Our paths would cross once more. In June 2012 I was headed to University of Venda, South Africa, for the biennial conference of the International Society for the Oral Literatures of Africa (ISOLA). But before heading up north on that trip, I had been invited by Professor Chuma Himonga, Warden of the all Africa House at University of Cape Town, to give a lecture on African culture in a global space. In the course of our exchange, I learnt that Harry was still at UCT; so, I called on him, both for old times’ sake and to pick his brain on what specific angle would resonate with my South African audience. Our conversation was unhurried and yet straight to the point. It may well have been because it was an international call, but at the end, we ended on music. The talk, “Auto-tune: African Cultural ‘Authenticity’ in a Global Age,” tried to connect Kanye West’s 2008 album, 808s & Heartbreak,with new cultural formations in Africa that were based on consumerist attitudes and global hybridization. 808s & Heartbreak’s most prominent musical feature is West’s wholesale use of the auto-tune for vocalizations. By 2012, the brand of pop music being produced in Nigeria, Ghana, and Senegal featuring a blend of West African highlife, American rap, and Euro techno had taken flight across African Diaspora communities. Later to be identified, incorrectly, as “Afrobeats,” the catchy, up-tempo music relies on a generous use of auto-tune processors for the vocals. I was identifying an African definition of its place in the world through an unabashed embrace of global trends as part of its own definition of its cultural identity.

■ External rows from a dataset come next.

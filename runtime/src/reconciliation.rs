//! Payment gateway webhook reconciliation.
//!
//! Webhooks may arrive more than once, out of order and concurrently. Each
//! one is processed under the aggregate lock:
//!
//! - the raw payload always replaces the stored one
//! - statuses move only along `pending -> completed | cancelled`
//! - a report that would move a terminal order into the other terminal state
//!   is rejected: logged, counted and acknowledged without writing anything
//! - notifications go out only when a status actually changed

use serde::Serialize;
use serde_json::{Value, json};
use tripdesk_core::notify::{Notification, Template};
use tripdesk_core::status_map::{GatewayReport, Resolution};
use tripdesk_core::types::{OrderStatus, PaymentStatus};
use tripdesk_core::{EngineError, OrderStore, Result, StoreTransaction};

use crate::engine::Engine;
use crate::metrics::EngineMetrics;
use crate::orders::{consultant_of, lock_order, payer_of};

/// A parsed gateway notification.
#[derive(Clone, Debug, PartialEq)]
pub struct GatewayNotification {
    /// Order code echoed by the gateway
    pub order_code: String,
    /// The status fields
    pub report: GatewayReport,
    /// Payload as received, stored verbatim
    pub raw_payload: Value,
}

impl GatewayNotification {
    /// Parse a webhook body.
    ///
    /// `order_id` and `transaction_status` are required; `payment_type` and
    /// `fraud_status` default to empty.
    ///
    /// # Errors
    ///
    /// Returns [`EngineError::InvalidInput`] when a required field is missing
    /// or not a string.
    pub fn from_payload(payload: Value) -> Result<Self> {
        let field = |name: &str| payload.get(name).and_then(Value::as_str).map(str::to_string);
        let required = |name: &str| {
            field(name)
                .filter(|value| !value.trim().is_empty())
                .ok_or_else(|| EngineError::InvalidInput(format!("webhook is missing {name}")))
        };

        let order_code = required("order_id")?;
        let transaction_status = required("transaction_status")?;
        let report = GatewayReport::new(
            field("payment_type").unwrap_or_default(),
            transaction_status,
            field("fraud_status").unwrap_or_default(),
        );

        Ok(Self {
            order_code,
            report,
            raw_payload: payload,
        })
    }
}

/// What a webhook did.
#[derive(Clone, Copy, Debug, PartialEq, Eq, Serialize)]
#[serde(tag = "outcome", rename_all = "snake_case")]
pub enum ReconcileOutcome {
    /// Statuses changed
    Applied {
        /// New order status
        order_status: OrderStatus,
        /// New payment status
        payment_status: PaymentStatus,
    },
    /// Statuses already matched; only the payload was refreshed
    Unchanged {
        /// Order status
        order_status: OrderStatus,
        /// Payment status
        payment_status: PaymentStatus,
    },
    /// The report contradicts a terminal order; nothing was written
    Rejected {
        /// Status the order holds
        current: OrderStatus,
        /// Status the report asked for
        reported: OrderStatus,
    },
}

impl ReconcileOutcome {
    const fn label(&self) -> &'static str {
        match self {
            Self::Applied { .. } => "applied",
            Self::Unchanged { .. } => "unchanged",
            Self::Rejected { .. } => "rejected",
        }
    }
}

impl<S: OrderStore> Engine<S> {
    /// Apply a gateway notification to the order and its payment.
    ///
    /// # Errors
    ///
    /// Returns `OrderNotFound` / `PaymentNotFound` for unknown references, or
    /// a retryable storage error. Terminal conflicts are not errors; they
    /// come back as [`ReconcileOutcome::Rejected`].
    pub async fn reconcile_webhook(
        &self,
        notification: GatewayNotification,
    ) -> Result<ReconcileOutcome> {
        let resolution = self.config.status_table.resolve(&notification.report);
        let now = self.now();
        let order_code = notification.order_code.clone();

        let (outcome, notifications) = self
            .transaction("reconcile_webhook", |mut tx| async move {
                let result: Result<_> = async {
                    let mut order = lock_order(&mut tx, &notification.order_code).await?;
                    let mut payment = tx.payment_by_order(order.id).await?.ok_or_else(|| {
                        EngineError::PaymentNotFound {
                            order_code: order.code.clone(),
                        }
                    })?;

                    let (order_status, payment_status) =
                        resolution.target(order.status, payment.status);

                    if !order.status.can_transition_to(order_status) {
                        return Ok((
                            ReconcileOutcome::Rejected {
                                current: order.status,
                                reported: order_status,
                            },
                            Vec::new(),
                        ));
                    }

                    let changed = (order_status, payment_status) != (order.status, payment.status);

                    payment.raw_payload = Some(notification.raw_payload);
                    if !notification.report.payment_type.is_empty() {
                        payment.payment_type = Some(notification.report.payment_type.clone());
                    }
                    payment.updated_at = now;

                    if !changed {
                        tx.update_payment(&payment).await?;
                        return Ok((
                            ReconcileOutcome::Unchanged {
                                order_status,
                                payment_status,
                            },
                            Vec::new(),
                        ));
                    }

                    let order_changed = order.status != order_status;
                    order.status = order_status;
                    payment.status = payment_status;
                    if order_changed {
                        order.updated_at = now;
                        tx.update_order(&order).await?;
                    }
                    tx.update_payment(&payment).await?;

                    let template = match resolution {
                        Resolution::Settled => Some(Template::PaymentCompleted),
                        Resolution::Voided => Some(Template::PaymentCancelled),
                        Resolution::Unresolved => None,
                    };
                    let mut notifications = Vec::new();
                    if let (Some(template), true) = (template, order_changed) {
                        let payer = payer_of(&mut tx, &order).await?;
                        let consultant = consultant_of(&mut tx, &order).await?;
                        notifications.push(Notification::new(
                            vec![payer.email, consultant.email],
                            template,
                            json!({
                                "order_code": order.code,
                                "payer_name": payer.name,
                                "amount": payment.amount.to_string(),
                                "payment_type": notification.report.payment_type,
                            }),
                        ));
                    }

                    Ok((
                        ReconcileOutcome::Applied {
                            order_status,
                            payment_status,
                        },
                        notifications,
                    ))
                }
                .await;
                (tx, result)
            })
            .await?;

        EngineMetrics::webhook(outcome.label());
        match outcome {
            ReconcileOutcome::Rejected { current, reported } => tracing::warn!(
                order = %order_code,
                current = current.as_str(),
                reported = reported.as_str(),
                "Webhook contradicts terminal order, ignored"
            ),
            ReconcileOutcome::Applied {
                order_status,
                payment_status,
            } => tracing::info!(
                order = %order_code,
                order_status = order_status.as_str(),
                payment_status = payment_status.as_str(),
                "Webhook applied"
            ),
            ReconcileOutcome::Unchanged { .. } => {
                tracing::debug!(order = %order_code, "Webhook replay, statuses unchanged");
            }
        }
        self.dispatch(notifications);
        Ok(outcome)
    }
}
//! Payment gateway collaborator.
//!
//! The engine only needs one call from the gateway: obtain a redirect URL for
//! an order. Status updates arrive asynchronously as webhooks and are mapped
//! by [`crate::status_map`], not by the gateway client.

use std::future::Future;
use std::pin::Pin;

use serde::{Deserialize, Serialize};

use crate::error::GatewayError;
use crate::types::Money;

/// Payment gateway result
pub type GatewayResult<T> = Result<T, GatewayError>;

/// Everything the gateway needs to issue a payment page.
#[derive(Clone, Debug, PartialEq, Eq, Serialize, Deserialize)]
pub struct PaymentUrlRequest {
    /// Payer email
    pub payer_email: String,
    /// Payer display name
    pub payer_name: String,
    /// Order code, echoed back by the gateway in webhooks
    pub order_code: String,
    /// Amount to collect
    pub amount: Money,
}

/// Payment gateway trait
///
/// Uses explicit `Pin<Box<dyn Future>>` returns so implementations can be
/// shared as `Arc<dyn PaymentGateway>`.
pub trait PaymentGateway: Send + Sync {
    /// Request (or re-request) a payment redirect URL.
    ///
    /// # Errors
    ///
    /// Returns [`GatewayError::Timeout`] / [`GatewayError::Unavailable`] for
    /// transient failures and [`GatewayError::Rejected`] when the gateway
    /// refuses the request.
    fn request_payment_url(
        &self,
        request: PaymentUrlRequest,
    ) -> Pin<Box<dyn Future<Output = GatewayResult<String>> + Send + '_>>;
}
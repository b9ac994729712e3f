//! Gateway notification signatures.
//!
//! The gateway signs each notification with
//! `hex(sha512(order_id + status_code + gross_amount + server_key))` and
//! sends it as `signature_key`. Unsigned or mismatching notifications are
//! refused before they reach the engine.

use serde_json::Value;
use sha2::{Digest, Sha512};

use crate::error::AppError;

/// Checks `signature_key` on incoming payment notifications.
#[derive(Clone)]
pub struct WebhookVerifier {
    server_key: String,
}

impl std::fmt::Debug for WebhookVerifier {
    fn fmt(&self, f: &mut std::fmt::Formatter<'_>) -> std::fmt::Result {
        f.debug_struct("WebhookVerifier").finish_non_exhaustive()
    }
}

impl WebhookVerifier {
    /// Verifier for notifications signed with `server_key`.
    #[must_use]
    pub fn new(server_key: impl Into<String>) -> Self {
        Self {
            server_key: server_key.into(),
        }
    }

    /// Signature the gateway would attach for these fields.
    #[must_use]
    pub fn sign(&self, order_id: &str, status_code: &str, gross_amount: &str) -> String {
        let mut hasher = Sha512::new();
        hasher.update(order_id.as_bytes());
        hasher.update(status_code.as_bytes());
        hasher.update(gross_amount.as_bytes());
        hasher.update(self.server_key.as_bytes());
        hex::encode(hasher.finalize())
    }

    /// Accept the payload only if its `signature_key` matches.
    ///
    /// # Errors
    ///
    /// Returns 401 when the signature is missing or does not match.
    pub fn verify(&self, payload: &Value) -> Result<(), AppError> {
        let field = |name: &str| payload.get(name).and_then(Value::as_str).unwrap_or_default();
        let Some(presented) = payload.get("signature_key").and_then(Value::as_str) else {
            return Err(AppError::unauthorized("Missing notification signature"));
        };

        let expected = self.sign(field("order_id"), field("status_code"), field("gross_amount"));
        if constant_time_eq(expected.as_bytes(), presented.to_ascii_lowercase().as_bytes()) {
            Ok(())
        } else {
            tracing::warn!(order_id = field("order_id"), "Notification signature mismatch");
            Err(AppError::unauthorized("Invalid notification signature"))
        }
    }
}

fn constant_time_eq(a: &[u8], b: &[u8]) -> bool {
    a.len() == b.len() && a.iter().zip(b).fold(0u8, |diff, (x, y)| diff | (x ^ y)) == 0
}

#[cfg(test)]
#[allow(clippy::unwrap_used)]
mod tests {
    use super::*;
    use axum::http::StatusCode;
    use serde_json::json;

    fn signed(verifier: &WebhookVerifier, gross_amount: &str) -> Value {
        json!({
            "order_id": "ORD-1",
            "status_code": "200",
            "gross_amount": gross_amount,
            "transaction_status": "settlement",
            "signature_key": verifier.sign("ORD-1", "200", gross_amount),
        })
    }

    #[test]
    fn signature_is_sha512_hex() {
        let signature = WebhookVerifier::new("SB-key").sign("ORD-1", "200", "1000.00");
        assert_eq!(signature.len(), 128);
        assert!(signature.chars().all(|c| c.is_ascii_hexdigit()));
    }

    #[test]
    fn accepts_matching_signature() {
        let verifier = WebhookVerifier::new("SB-key");
        assert!(verifier.verify(&signed(&verifier, "1000.00")).is_ok());
    }

    #[test]
    fn refuses_tampered_amount_and_foreign_key() {
        let verifier = WebhookVerifier::new("SB-key");
        let mut tampered = signed(&verifier, "1000.00");
        tampered["gross_amount"] = json!("1.00");
        let err = verifier.verify(&tampered).unwrap_err();
        assert_eq!(err.status(), StatusCode::UNAUTHORIZED);

        let forged = signed(&WebhookVerifier::new("other-key"), "1000.00");
        assert!(verifier.verify(&forged).is_err());
    }

    #[test]
    fn refuses_unsigned_payloads() {
        let verifier = WebhookVerifier::new("SB-key");
        let err = verifier
            .verify(&json!({"order_id": "ORD-1", "transaction_status": "settlement"}))
            .unwrap_err();
        assert_eq!(err.status(), StatusCode::UNAUTHORIZED);
    }
}
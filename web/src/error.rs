//! Error types for web handlers.
//!
//! [`AppError`] bridges [`EngineError`] and HTTP responses by error kind.

use axum::{
    Json,
    http::StatusCode,
    response::{IntoResponse, Response},
};
use serde::Serialize;
use std::fmt;
use tripdesk_core::{EngineError, ErrorKind};

/// Application error type for web handlers.
///
/// Implements Axum's `IntoResponse`, rendering a `{code, message}` JSON body.
/// Server errors keep their source for logging and show the client an
/// opaque message.
#[derive(Debug)]
pub struct AppError {
    /// HTTP status code
    status: StatusCode,
    /// Error message (user-facing)
    message: String,
    /// Error code (for client error handling)
    code: String,
    /// Internal error (for logging, not exposed to client)
    source: Option<anyhow::Error>,
}

impl AppError {
    /// Create a new application error.
    #[must_use]
    pub const fn new(status: StatusCode, message: String, code: String) -> Self {
        Self {
            status,
            message,
            code,
            source: None,
        }
    }

    /// Attach the underlying error.
    #[must_use]
    pub fn with_source(mut self, source: anyhow::Error) -> Self {
        self.source = Some(source);
        self
    }

    /// HTTP status of the response.
    #[must_use]
    pub const fn status(&self) -> StatusCode {
        self.status
    }

    /// Machine-readable error code.
    #[must_use]
    pub fn code(&self) -> &str {
        &self.code
    }

    /// Create a 401 Unauthorized error.
    #[must_use]
    pub fn unauthorized(message: impl Into<String>) -> Self {
        Self::new(
            StatusCode::UNAUTHORIZED,
            message.into(),
            "UNAUTHORIZED".to_string(),
        )
    }

    /// Create a 404 Not Found error.
    #[must_use]
    pub fn not_found(message: impl Into<String>) -> Self {
        Self::new(
            StatusCode::NOT_FOUND,
            message.into(),
            "NOT_FOUND".to_string(),
        )
    }

    /// Create a 409 Conflict error.
    #[must_use]
    pub fn conflict(message: impl Into<String>) -> Self {
        Self::new(StatusCode::CONFLICT, message.into(), "CONFLICT".to_string())
    }

    /// Create a 422 Unprocessable Entity error.
    #[must_use]
    pub fn validation(message: impl Into<String>) -> Self {
        Self::new(
            StatusCode::UNPROCESSABLE_ENTITY,
            message.into(),
            "VALIDATION_ERROR".to_string(),
        )
    }

    /// Create a 500 Internal Server Error.
    #[must_use]
    pub fn internal(message: impl Into<String>) -> Self {
        Self::new(
            StatusCode::INTERNAL_SERVER_ERROR,
            message.into(),
            "INTERNAL_SERVER_ERROR".to_string(),
        )
    }

    /// Create a 503 Service Unavailable error.
    #[must_use]
    pub fn unavailable(message: impl Into<String>) -> Self {
        Self::new(
            StatusCode::SERVICE_UNAVAILABLE,
            message.into(),
            "SERVICE_UNAVAILABLE".to_string(),
        )
    }
}

impl fmt::Display for AppError {
    fn fmt(&self, f: &mut fmt::Formatter<'_>) -> fmt::Result {
        write!(f, "[{}] {}", self.code, self.message)
    }
}

impl std::error::Error for AppError {
    fn source(&self) -> Option<&(dyn std::error::Error + 'static)> {
        self.source
            .as_ref()
            .map(|e| e.as_ref() as &(dyn std::error::Error + 'static))
    }
}

/// Error response body (JSON).
#[derive(Debug, Serialize)]
struct ErrorResponse {
    /// Error code (for client error handling).
    code: String,
    /// Human-readable error message.
    message: String,
}

impl IntoResponse for AppError {
    fn into_response(self) -> Response {
        if self.status.is_server_error() {
            match &self.source {
                Some(source) => tracing::error!(
                    status = %self.status,
                    code = %self.code,
                    message = %self.message,
                    error = %source,
                    "Request failed"
                ),
                None => tracing::error!(
                    status = %self.status,
                    code = %self.code,
                    message = %self.message,
                    "Request failed"
                ),
            }
        }

        let body = ErrorResponse {
            code: self.code,
            message: self.message,
        };

        (self.status, Json(body)).into_response()
    }
}

impl From<EngineError> for AppError {
    fn from(err: EngineError) -> Self {
        let message = err.to_string();
        match err.kind() {
            ErrorKind::NotFound => Self::not_found(message),
            ErrorKind::Conflict => Self::conflict(message),
            ErrorKind::Invalid => Self::validation(message),
            ErrorKind::Transient => {
                Self::unavailable("Temporarily unavailable, retry later")
                    .with_source(anyhow::Error::new(err))
            }
            ErrorKind::Fatal => {
                Self::internal("An internal error occurred").with_source(anyhow::Error::new(err))
            }
        }
    }
}

/// Convert `anyhow::Error` to `AppError`.
impl From<anyhow::Error> for AppError {
    fn from(err: anyhow::Error) -> Self {
        Self::internal("An internal error occurred").with_source(err)
    }
}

After the talk on campus, Harry and I retired to a pub nearby for libations, and the long walk down UI’s memory lane began. But inevitably, we veered to the trouble with Nigeria, with Africa, with South Africa. He had lived in South Africa long enough to feel the pressure points. He had traveled to the West and seen the different sets of challenges there. But he had also grown to appreciate the ambiguities of geo-political spaces. This was a much mellower Harry, contemplating the business of the profession at midlife. He had had big bites of opportunities in teaching, research, and administration. He didn’t talk much about family. You met Harry, and the fullness of his genial personality stopped you from wanting to ask for more of him.
Now he is emptied of this world, succumbing to the cancerous ravage of his body. Night has come for a friend, his prodigious mind now shuttered. Let his words echo through time, alive in our hearts. Harry, have the last word:
Night
grief grips us all
clouds wrangle in the skies
the rain weary of its showers
moans in the slums and
darkness feeds on every face
in the silence of the soul
echoes the voice of a lost dream
a wasted rain, a wasted land…
(From “Three Moods, One Sunday)
Note: Chiji Akọma is Associate Professor of African and African Diaspora Literatures, and Chair of the Department of Global Interdisciplinary Studies at Villanova University, US.